- _About this task_
Copy every line from the data below in which the string "requested" can be found.

*** Begin section ***

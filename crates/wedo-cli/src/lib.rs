//! Library half of `wedo-replay`: trace files, configuration loading and the
//! replay engine.

#![deny(static_mut_refs)]

pub mod config;
pub mod replay;
pub mod trace;

pub use config::{ConfigOverrides, load_config};
pub use replay::{MotorSettings, ReplayEvent, ReplayOptions, ReplaySummary, replay};
pub use trace::{CaptureFile, CaptureReport, format_hex, parse_hex_bytes, parse_hex_u16};
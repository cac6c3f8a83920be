//! # Interval Driver — Normalization and the Segmentation Loop
//!
//! The public entry point of the crate. Validates and normalizes the
//! requested interval, builds the small-primes sieve once, then walks the
//! interval in segments of at most a configured maximum length, summing the
//! per-segment counts.
//!
//! Peak memory is bounded by the small-primes sieve plus a single segment
//! sieve, independent of how large the requested interval is; that bound is
//! the entire point of segmenting instead of sieving the whole interval at
//! once.

use anyhow::{ensure, Result};
use tracing::debug;

use crate::segment::count_primes_in_segment;
use crate::small_primes;

/// Default maximum length of one segment sieve. 2^30 entries is 128 MiB of
/// packed flags, keeping peak memory in the low hundreds of MiB even for
/// queries near the top of the domain.
pub const DEFAULT_MAX_SEGMENT_LENGTH: i64 = 1 << 30;

/// Exclusive upper limit of the representable domain: intervals must lie
/// within the nonnegative integers below 2^63.
const DOMAIN_END: i128 = 1 << 63;

/// Prime counting over arbitrary intervals, with the maximum segment length
/// as explicit configuration rather than a hidden global.
///
/// Segmentation is purely a memory-management device: any two counters
/// return identical totals for the same interval regardless of their
/// configured segment length.
#[derive(Clone, Copy, Debug)]
pub struct IntervalCounter {
    max_segment_length: i64,
}

impl Default for IntervalCounter {
    fn default() -> Self {
        IntervalCounter {
            max_segment_length: DEFAULT_MAX_SEGMENT_LENGTH,
        }
    }
}

impl IntervalCounter {
    /// Create a counter with a custom maximum segment length (in entries).
    /// Rejects nonpositive lengths.
    pub fn new(max_segment_length: i64) -> Result<Self> {
        ensure!(
            max_segment_length > 0,
            "maximum segment length must be positive, got {}",
            max_segment_length
        );
        Ok(IntervalCounter { max_segment_length })
    }

    /// Configured maximum segment length.
    pub fn max_segment_length(&self) -> i64 {
        self.max_segment_length
    }

    /// Count the primes in `[start, start + length)`.
    ///
    /// Total over the logical input domain: nonpositive lengths and
    /// intervals lying entirely below 2 return `Ok(0)`, and a `start` below
    /// 2 is clamped upward (negative and sub-2 values are never prime, so
    /// dropping them cannot change the count of the rest).
    ///
    /// Errors are reserved for genuinely fatal conditions: an interval
    /// endpoint at or above 2^63 (outside the representable domain) or a
    /// sieve allocation failure. Neither has a retry path.
    pub fn count(&self, start: i64, length: i64) -> Result<i64> {
        // Empty or inverted interval.
        if length <= 0 {
            return Ok(0);
        }

        // The endpoint is formed in i128 so that no (start, length) pair
        // overflows before it is checked.
        let end = start as i128 + length as i128;

        // No integer >= 2, the smallest prime, lies in range.
        if end <= 2 {
            return Ok(0);
        }

        ensure!(
            end <= DOMAIN_END,
            "interval endpoint {} exceeds the domain of integers below 2^63",
            end
        );

        // Shrink from below so the smallest examined value is 2.
        let (mut start, mut length) = if start < 2 {
            (2, (end - 2) as i64)
        } else {
            (start, length)
        };

        let small = small_primes::find_small_primes(small_primes::bound_for(end as u64))?;

        debug!(
            start,
            length,
            max_segment_length = self.max_segment_length,
            "counting primes in interval"
        );

        let mut total: i64 = 0;
        while length > self.max_segment_length {
            total += count_primes_in_segment(start, self.max_segment_length, &small)?;
            start += self.max_segment_length;
            length -= self.max_segment_length;
        }
        // Final segment: the remainder is always positive after the checks
        // above, and at most max_segment_length.
        total += count_primes_in_segment(start, length, &small)?;

        Ok(total)
    }
}

/// Count the primes in `[start, start + length)` with the default segment
/// length. The one operation external collaborators need.
pub fn count_primes_in_interval(start: i64, length: i64) -> Result<i64> {
    IntervalCounter::default().count(start, length)
}
//! # Segment Counter — One Bounded Chunk of the Target Interval
//!
//! Counts the primes in `[start, start + length)` for a single
//! bounded-length segment. A fresh [`RangeSieve`] is created with the
//! segment's start as its base, every small prime is struck through it, and
//! the survivors are counted by popcount. The segment sieve lives only for
//! the duration of the call; segmentation is what keeps peak memory
//! independent of the full interval size.
//!
//! The delicate part is index arithmetic at arbitrary 64-bit offsets: the
//! first multiple of each prime `p` inside the segment is located by
//! remainder arithmetic alone, and a prime sitting exactly at (or after) the
//! segment start must not be struck by itself.

use anyhow::{Context, Result};
use tracing::trace;

use crate::sieve::RangeSieve;

/// Count primes in the segment `[start, start + length)`.
///
/// Requires `start >= 2` and `length > 0` (the interval driver normalizes
/// both before segmenting), and a `small_primes` sieve covering every prime
/// up to `isqrt(start + length - 1)`: with that coverage, every composite
/// in the segment is struck by at least one of its factors, so whatever
/// survives is prime.
pub fn count_primes_in_segment(
    start: i64,
    length: i64,
    small_primes: &RangeSieve,
) -> Result<i64> {
    debug_assert!(start >= 2);
    debug_assert!(length > 0);
    debug_assert!(
        small_primes.len() as u64 > (start as u64 + length as u64 - 1).isqrt(),
        "small-primes sieve too short to cover the segment's factors"
    );

    let mut segment = RangeSieve::new(start, length)
        .with_context(|| format!("segment sieve at start {}", start))?;

    for p in small_primes.prime_indices() {
        let p = p as i64;

        // Offset within the segment of the first multiple of p at or after
        // start.
        let mut kp = start % p;
        if kp != 0 {
            kp = p - kp;
        }
        // If that multiple is p itself, advance one stride so the prime at
        // the head of the segment does not strike itself. The sum is formed
        // in u64: start can sit near i64::MAX while kp < p.
        if start as u64 + kp as u64 == p as u64 {
            kp += p;
        }

        let mut idx = kp;
        while idx < length {
            segment.mark_composite(idx as usize);
            idx += p;
        }
    }

    #[cfg(feature = "cross-validate")]
    verify_against_trial_division(&segment);

    let count = segment.count_primes();
    trace!(start, length, count, "segment counted");
    Ok(count)
}

/// Assert every finished segment entry against the trial-division oracle.
/// Validation builds only.
#[cfg(feature = "cross-validate")]
fn verify_against_trial_division(segment: &RangeSieve) {
    use crate::trialdiv;
    for i in 0..segment.len() {
        let value = segment.base() + i as i64;
        assert_eq!(
            segment.is_prime(i),
            trialdiv::is_prime(value),
            "segment sieve disagrees with trial division at {}",
            value
        );
    }
}
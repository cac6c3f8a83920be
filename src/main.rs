//! # Main — CLI Entry Point
//!
//! Thin wrapper over the library: parses the interval, invokes
//! [`primespan::IntervalCounter`], prints the count. All counting logic
//! lives in the library; the binary only adds argument parsing, logging
//! setup, and output formatting.
//!
//! ## Options
//!
//! - `START`, `LENGTH`: the half-open interval `[START, START + LENGTH)`.
//! - `--segment-length` / `PRIMESPAN_SEGMENT_LENGTH`: maximum entries per
//!   segment sieve (default 2^30 ≈ 128 MiB packed).
//! - `--json`: machine-readable output.
//!
//! A fatal condition (sieve allocation failure, interval endpoint at or
//! above 2^63) exits nonzero with a diagnostic; there is no retry.

use anyhow::Result;
use clap::Parser;

#[global_allocator]
static GLOBAL: mimalloc::MiMalloc = mimalloc::MiMalloc;

use primespan::{IntervalCounter, DEFAULT_MAX_SEGMENT_LENGTH};

#[derive(Parser)]
#[command(
    name = "primespan",
    about = "Count primes in [START, START+LENGTH) with a segmented sieve"
)]
struct Cli {
    /// Low endpoint of the interval (values below 2 are dropped)
    #[arg(allow_negative_numbers = true)]
    start: i64,

    /// Number of consecutive integers to examine (nonpositive counts zero)
    #[arg(allow_negative_numbers = true)]
    length: i64,

    /// Maximum entries per segment sieve (bounds peak memory)
    #[arg(long, env = "PRIMESPAN_SEGMENT_LENGTH", default_value_t = DEFAULT_MAX_SEGMENT_LENGTH)]
    segment_length: i64,

    /// Emit the result as a JSON object instead of a bare count
    #[arg(long)]
    json: bool,
}

fn main() -> Result<()> {
    // Structured logging: LOG_FORMAT=json for machine ingestion, human-readable otherwise
    let log_format = std::env::var("LOG_FORMAT").unwrap_or_default();
    if log_format == "json" {
        tracing_subscriber::fmt().json().with_target(false).init();
    } else {
        tracing_subscriber::fmt()
            .with_writer(std::io::stderr)
            .with_target(false)
            .init();
    }

    let cli = Cli::parse();

    let counter = IntervalCounter::new(cli.segment_length)?;
    let count = counter.count(cli.start, cli.length)?;

    if cli.json {
        println!(
            "{}",
            serde_json::json!({
                "start": cli.start,
                "length": cli.length,
                "count": count,
            })
        );
    } else {
        println!("{}", count);
    }
    Ok(())
}
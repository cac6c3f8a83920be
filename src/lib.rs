//! # primespan — Segmented Prime Counting
//!
//! Counts the primes in an arbitrary half-open interval
//! `[start, start + length)` of nonnegative integers below 2^63, in bounded
//! memory regardless of interval size, using a segmented Sieve of
//! Eratosthenes.
//!
//! ## Two-Level Sieve
//!
//! 1. **Small primes** ([`small_primes`]): one classical sieve per query,
//!    covering every possible prime factor of every composite in the target
//!    interval (at worst `[0, 3_037_000_500)`, just past `isqrt(2^63 - 1)`).
//! 2. **Segments** ([`segment`]): the target interval is walked in chunks of
//!    at most a configured maximum length. Each chunk gets a fresh
//!    [`sieve::RangeSieve`], every small prime is struck through it, and the
//!    survivors are counted.
//!
//! Peak memory is the small-primes sieve plus one segment (a few hundred
//! MiB at worst) while the interval itself may span the entire domain.
//!
//! ## Entry Points
//!
//! [`count_primes_in_interval`] counts with the default segment length;
//! [`IntervalCounter`] makes the segment length explicit configuration.
//! Both are total over the logical input domain: empty, negative-length and
//! below-2 intervals count zero rather than erroring. Errors are reserved
//! for allocation failure and endpoints outside the domain, and are fatal to
//! the query; there is no retry path.
//!
//! The whole pipeline is strictly sequential; each sieve has a single owner
//! from creation to drop.

pub mod interval;
pub mod segment;
pub mod sieve;
pub mod small_primes;
pub mod trialdiv;

pub use interval::{count_primes_in_interval, IntervalCounter, DEFAULT_MAX_SEGMENT_LENGTH};
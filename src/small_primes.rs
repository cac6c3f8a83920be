//! # Small Primes — One-Time Striking-Prime Generation
//!
//! Builds the read-only sieve of "small" primes that the segment counter
//! strikes with. A composite `c` always has a prime factor no larger than
//! `isqrt(c)`, so a sieve covering `[0, isqrt(end - 1) + 1)` holds every
//! factor needed to eliminate every composite below `end`. Built once per
//! interval query with the classical (unsegmented) Sieve of Eratosthenes,
//! then shared immutably by all segments.

use anyhow::{ensure, Context, Result};
use tracing::debug;

use crate::sieve::RangeSieve;

/// Upper bound sufficient for any representable interval.
///
/// The largest value any query can examine is 2^63 - 1, and
/// `isqrt(2^63 - 1) = 3_037_000_499`, so every composite below 2^63 has a
/// prime factor at most 3_037_000_499. Sieving `[0, 3_037_000_500)` therefore
/// covers every striking prime any segment can need.
pub const MAX_SMALL_PRIME_BOUND: i64 = 3_037_000_500;

/// Smallest sieve bound that covers every prime factor of every composite
/// below `end` (the exclusive upper endpoint of the target interval,
/// `3 <= end <= 2^63`).
///
/// Sizing to the query at hand rather than always to [`MAX_SMALL_PRIME_BOUND`]
/// keeps small queries from paying for a ~380 MiB worst-case sieve; for `end`
/// near 2^63 the two coincide.
pub fn bound_for(end: u64) -> i64 {
    debug_assert!(end >= 3, "normalized intervals end above 2");
    let need = (end - 1).isqrt() + 1;
    need.min(MAX_SMALL_PRIME_BOUND as u64) as i64
}

/// Run a classical prime sieve over `[0, bound)` and return the finished,
/// thereafter read-only sieve.
///
/// 0 and 1 are marked composite up front. Each `i` still unmarked when the
/// scan reaches it is prime, and its multiples from `i²` upward are struck
/// (everything below `i²` was already struck via a smaller prime factor).
///
/// Allocation failure is fatal to the query: the bound cannot shrink without
/// losing factor coverage, so the error is reported, never retried.
pub fn find_small_primes(bound: i64) -> Result<RangeSieve> {
    ensure!(bound >= 2, "small-primes bound must be at least 2, got {}", bound);
    let mut sieve = RangeSieve::new(0, bound).context("small-primes sieve")?;

    sieve.mark_composite(0);
    sieve.mark_composite(1);

    let bound = bound as u64;
    let mut i: u64 = 2;
    while i * i < bound {
        if sieve.is_prime(i as usize) {
            let mut j = i * i;
            while j < bound {
                sieve.mark_composite(j as usize);
                j += i;
            }
        }
        i += 1;
    }

    #[cfg(feature = "cross-validate")]
    verify_against_trial_division(&sieve);

    debug!(
        bound,
        primes = sieve.count_primes(),
        "small-primes sieve ready"
    );
    Ok(sieve)
}

/// Assert every entry against the independent trial-division oracle.
/// Validation builds only; a disagreement is an algorithm defect, not an
/// input problem.
#[cfg(feature = "cross-validate")]
fn verify_against_trial_division(sieve: &RangeSieve) {
    use crate::trialdiv;
    for i in 0..sieve.len() {
        assert_eq!(
            sieve.is_prime(i),
            trialdiv::is_prime(i as i64),
            "small-primes sieve disagrees with trial division at {}",
            i
        );
    }
}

*** End section ***

- _Task output_
//! requested interval, builds the small-primes sieve once, then walks the
//! sieve, independent of how large the requested interval is; that bound is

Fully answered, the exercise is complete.